How to Store a Quilt

When you have finished making your quilt you will probably want to put it on display for your family or friends to see. Perhaps you may even choose to use it as a day-to-day quilt bed cover. There will inevitably be times however when it is necessary to store your precious quits somewhere safe for a while.

Also, if you do use your quilt every day it is generally a good idea to periodically give it a break every few months and let the quilt rest for some time. This will let the fibres in the quilt fabric which have been stressed time to recover to their natural shape and strength.

In this article we discuss the various methods of storing a quilt and ensuring minimal damage while being stored.

Eight tips for storing your quilts safely

Tip #1 – Keep your quilt dry. Find a place where your quilt will get good circulation of cool, dry air. Damp air and moisture can attract mold and mildew to that will quickly rot the fibres in the fabric and ruin your quilt.

Tip #2 – Wrap your quilt in a cotton sheet. Never store your quilt in a plastic box or plastic wrap as these are non-breathable and will cause moisture to build up. Wrapping your quilt gently in a cotton sheet is great as it will protect the fabric from dust yet will still let the material breathe.

Tip #3 – Avoid extremes of temperature. Although it may be convenient, it is never a good idea to store your quilts in the attic or cellar as extremes in temperature can be very damaging to a quilt. Changes in temperature can cause stress and deterioration of the fibres in the quilt and excess heat will cause it to dry out.

Tip #4 – Watch out for bugs and mice! When choosing a place to store your quilts, think about how accessible that place might be for small bugs, mice and insects. Garages, attics and sheds are popular havens for rodents and insects and should be avoided at all costs. Cardboard boxes should also be avoided as it is not unknown for mice to chew through the cardboard and harvest fibres from the quilt inside to build their nests!

Tip #5 – Keep your quilt in the dark. Sunlight can be very damaging to a quilt, by breaking down the fibres and fading the colors. Direct sunlight should be avoided at all costs. Be particularly careful when drying your quilt out on a line after washing it. Even the light from fluorescent lighting can be damaging to a quilt over time.

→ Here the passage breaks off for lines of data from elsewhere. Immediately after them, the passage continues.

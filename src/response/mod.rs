//! Selecting a canned response for a chat message.

/// Adjective phrase extraction
pub mod adjective;
/// Sent responses awaiting a rating
pub mod answers;
/// The rule trait and its context
pub mod rule;
/// Built-in rules
pub mod rules;

pub use answers::AnswerLog;
pub use rule::{ResponseContext, ResponseRule};

use crate::persistence::{Chat, Persistence, PersistenceError};
use crate::stats;
use rand::rngs::StdRng;
use rand::{Rng, SeedableRng};
use std::sync::{Arc, Mutex, PoisonError};
use tracing::debug;

/// A response chosen by a rule
#[derive(Debug, Clone, PartialEq, Eq)]
pub struct Response {
    /// Id of the rule that produced the response
    pub rule_id: String,
    /// Response text, unformatted
    pub text: String,
    /// Normalized message that triggered the response, the key for ratings
    pub trigger: String,
}

/// Manages response rules
pub struct ResponseManager {
    persistence: Arc<dyn Persistence>,
    rules: Vec<Box<dyn ResponseRule>>,
    rng: Mutex<StdRng>,
}

impl ResponseManager {
    /// Creates a manager with the built-in rules
    #[must_use]
    pub fn new(persistence: Arc<dyn Persistence>) -> Self {
        Self::with_rules(persistence, rules::default_rules(), StdRng::from_os_rng())
    }

    /// Creates a manager with custom rules and a given random source.
    ///
    /// Rules are ordered by descending priority, keeping the given order
    /// between rules of equal priority.
    #[must_use]
    pub fn with_rules(
        persistence: Arc<dyn Persistence>,
        mut rules: Vec<Box<dyn ResponseRule>>,
        rng: StdRng,
    ) -> Self {
        rules.sort_by(|a, b| b.priority().total_cmp(&a.priority()));
        Self {
            persistence,
            rules,
            rng: Mutex::new(rng),
        }
    }

    /// Rules in the order they are checked
    #[must_use]
    pub fn rules(&self) -> &[Box<dyn ResponseRule>] {
        &self.rules
    }

    /// Lowercases `message`, drops characters outside `a-z 0-9 | ? äöüß`
    /// and collapses whitespace
    #[must_use]
    pub fn normalize(message: &str) -> String {
        let filtered: String = message
            .to_lowercase()
            .chars()
            .filter_map(|c| {
                if c.is_whitespace() {
                    Some(' ')
                } else if c.is_ascii_lowercase()
                    || c.is_ascii_digit()
                    || matches!(c, '|' | '?' | 'ä' | 'ö' | 'ü' | 'ß')
                {
                    Some(c)
                } else {
                    None
                }
            })
            .collect();
        filtered.split_whitespace().collect::<Vec<_>>().join(" ")
    }

    /// Finds a response to `message`, subject to the chat's trigger probability.
    ///
    /// # Errors
    ///
    /// Returns an error if looking up a response rating fails.
    pub async fn find_response(
        &self,
        chat: &Chat,
        sender: &str,
        message: &str,
    ) -> Result<Option<Response>, PersistenceError> {
        let draw: f64 = self.with_rng(|rng| rng.random());
        if draw >= chat.trigger_probability() {
            return Ok(None);
        }
        self.scan(chat, sender, message).await
    }

    /// Finds a response to `message`, ignoring the trigger probability.
    ///
    /// # Errors
    ///
    /// Returns an error if looking up a response rating fails.
    pub async fn force_response(
        &self,
        chat: &Chat,
        sender: &str,
        message: &str,
    ) -> Result<Option<Response>, PersistenceError> {
        self.scan(chat, sender, message).await
    }

    async fn scan(
        &self,
        chat: &Chat,
        sender: &str,
        message: &str,
    ) -> Result<Option<Response>, PersistenceError> {
        let normalized = Self::normalize(message);
        let context = ResponseContext::new(chat, sender);

        for rule in &self.rules {
            if !rule.matches(message) {
                continue;
            }
            let Some(text) =
                self.with_rng(|rng| rule.get_response(&context, &normalized, rng))
            else {
                continue;
            };
            if self
                .persistence
                .is_response_bad(rule.id(), &normalized)
                .await?
            {
                debug!(rule = rule.id(), "Skipping response rated bad");
                continue;
            }

            debug!(rule = rule.id(), chat_id = chat.id, "Rule matched");
            stats::record_response(chat.id, rule.id());
            return Ok(Some(Response {
                rule_id: rule.id().to_string(),
                text,
                trigger: normalized,
            }));
        }
        Ok(None)
    }

    fn with_rng<T>(&self, f: impl FnOnce(&mut StdRng) -> T) -> T {
        let mut rng = self.rng.lock().unwrap_or_else(PoisonError::into_inner);
        f(&mut rng)
    }
}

Tip #6 – Keep your quilt unfolded. It is best to try and avoid folding your quilt for long periods of time unless you have to. By far the best place to store your quilts is by lying them on an unused bed with a cotton sheet on top. If you must fold your quilts, then every few months you should make a point of unfolding the quilts and shaking them out to air them. Make sure when you put them back that you re-fold them in a different way to prevent creases that occur when a quilt is folded the same way all the time. The topic of folding brings us on to the next point which is:

Tip #7 – Use acid-free paper. If you must fold your quilts to store them, you should always place some crumpled acid-free tissue paper in the folds to pad it out and minimise creasing. Remember that creases tend to become permanent over time and the tissue paper will help the quilt keep its shape. It is important to use acid-free paper to do this however as conventional tissue-paper contains acids that will stain and corrode the quilt fabrics over time.

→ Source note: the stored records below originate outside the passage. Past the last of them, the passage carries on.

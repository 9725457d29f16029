//! Per-user message rate limiting with timeout and ban escalation.
//!
//! Each user's recent message timestamps live in a `moka` cache keyed by user
//! id. Penalties are persisted on the [`User`] so they survive restarts.

use crate::config::{AntiSpamSettings, ANTISPAM_MAX_TIMEOUT_SECS, ANTISPAM_MAX_WINDOW_MS};
use crate::persistence::{Persistence, PersistenceError, User};
use chrono::{DateTime, TimeDelta, Utc};
use moka::future::Cache;
use std::collections::VecDeque;
use std::sync::Arc;
use std::time::Duration;
use tracing::{debug, info};

const MAX_TRACKED_USERS: u64 = 10_000;

/// Outcome of checking a single message
#[derive(Debug, Clone, Copy, PartialEq, Eq)]
pub enum SpamVerdict {
    /// Not spam
    Clean,
    /// Spam from a user who is already timed out or banned; no new penalty
    Suppressed,
    /// The user exceeded the rate limit and was timed out
    TimedOut,
    /// The user exceeded the rate limit during a timeout and was banned
    Banned,
}

impl SpamVerdict {
    /// Whether the message must be ignored
    #[must_use]
    pub const fn is_spam(self) -> bool {
        !matches!(self, Self::Clean)
    }
}

/// Keeps track of message rates to decide if someone is spamming
pub struct AntiSpam {
    persistence: Arc<dyn Persistence>,
    windows: Cache<i64, VecDeque<DateTime<Utc>>>,
    window: TimeDelta,
    message_threshold: usize,
    timeout: TimeDelta,
}

impl AntiSpam {
    /// Creates a tracker using the given tuning
    #[must_use]
    pub fn new(persistence: Arc<dyn Persistence>, settings: &AntiSpamSettings) -> Self {
        let window = settings
            .window()
            .min(Duration::from_millis(ANTISPAM_MAX_WINDOW_MS));
        let timeout = settings
            .timeout()
            .min(Duration::from_secs(ANTISPAM_MAX_TIMEOUT_SECS));
        let windows = Cache::builder()
            .max_capacity(MAX_TRACKED_USERS)
            .time_to_idle(window.max(Duration::from_secs(1)))
            .build();

        Self {
            persistence,
            windows,
            window: to_time_delta(window),
            message_threshold: settings.message_threshold,
            timeout: to_time_delta(timeout),
        }
    }

    /// Processes a message sent by `user_id` in `chat_id` at `at`.
    ///
    /// # Errors
    ///
    /// Returns an error if loading the chat or user, or persisting a
    /// penalty fails.
    pub async fn process_message(
        &self,
        chat_id: i64,
        user_id: i64,
        at: DateTime<Utc>,
    ) -> Result<SpamVerdict, PersistenceError> {
        let Some(chat) = self.persistence.get_chat(chat_id).await? else {
            return Ok(SpamVerdict::Clean);
        };
        if !chat.antispam_enabled() {
            return Ok(SpamVerdict::Clean);
        }

        let user = self.persistence.get_user(user_id).await?;
        if user.as_ref().is_some_and(|u| u.is_banned) {
            return Ok(SpamVerdict::Suppressed);
        }

        let count = self.record(user_id, at).await;
        let timed_out = user
            .as_ref()
            .is_some_and(|u| u.is_timed_out(at, self.timeout));

        if count <= self.message_threshold {
            return Ok(if timed_out {
                SpamVerdict::Suppressed
            } else {
                SpamVerdict::Clean
            });
        }

        let mut user = user.unwrap_or_else(|| User::new(user_id, String::new()));
        self.windows.invalidate(&user_id).await;

        if timed_out {
            user.is_banned = true;
            self.persistence.add_or_update_user(&user).await?;
            info!(chat_id, user_id, count, "User banned for spamming during timeout");
            Ok(SpamVerdict::Banned)
        } else {
            user.last_timeout = Some(at);
            self.persistence.add_or_update_user(&user).await?;
            info!(chat_id, user_id, count, "User timed out for spamming");
            Ok(SpamVerdict::TimedOut)
        }
    }

    /// How long a timeout lasts
    #[must_use]
    pub const fn timeout(&self) -> TimeDelta {
        self.timeout
    }

    /// Drops the tracked message window of a user
    pub async fn forget(&self, user_id: i64) {
        self.windows.invalidate(&user_id).await;
    }

    /// Appends `at` to the user's window and returns the number of messages
    /// inside `(at - window, at]`
    async fn record(&self, user_id: i64, at: DateTime<Utc>) -> usize {
        let cutoff = at
            .checked_sub_signed(self.window)
            .unwrap_or(DateTime::<Utc>::MIN_UTC);
        let entry = self
            .windows
            .entry(user_id)
            .and_upsert_with(|existing| {
                let mut times = existing.map(|e| e.into_value()).unwrap_or_default();
                times.retain(|t| *t > cutoff);
                times.push_back(at);
                std::future::ready(times)
            })
            .await;

        let count = entry.value().iter().filter(|t| **t <= at).count();
        debug!(user_id, count, "Message recorded");
        count
    }
}

fn to_time_delta(duration: Duration) -> TimeDelta {
    TimeDelta::from_std(duration).unwrap_or(TimeDelta::MAX)
}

Tip #7 – Roll your quilts. If you are short of space then it is preferable to roll your quilts rather than folding them. The rolled quilt can then be kept safely inside a large cardboard tube, but make sure that you line the tube and wrap the quilt in acid free paper first to prevent contamination from the cardboard!

Tip #8 – Keep your quilt away from wood. Be careful where you leave your quilts! Unfinished wood, such as the type often found inside wooden drawers or chests, often contains acids that can damage fabric. If you must store your quilts in these places make sure you line them carefully with acid-free paper before putting the quilt down.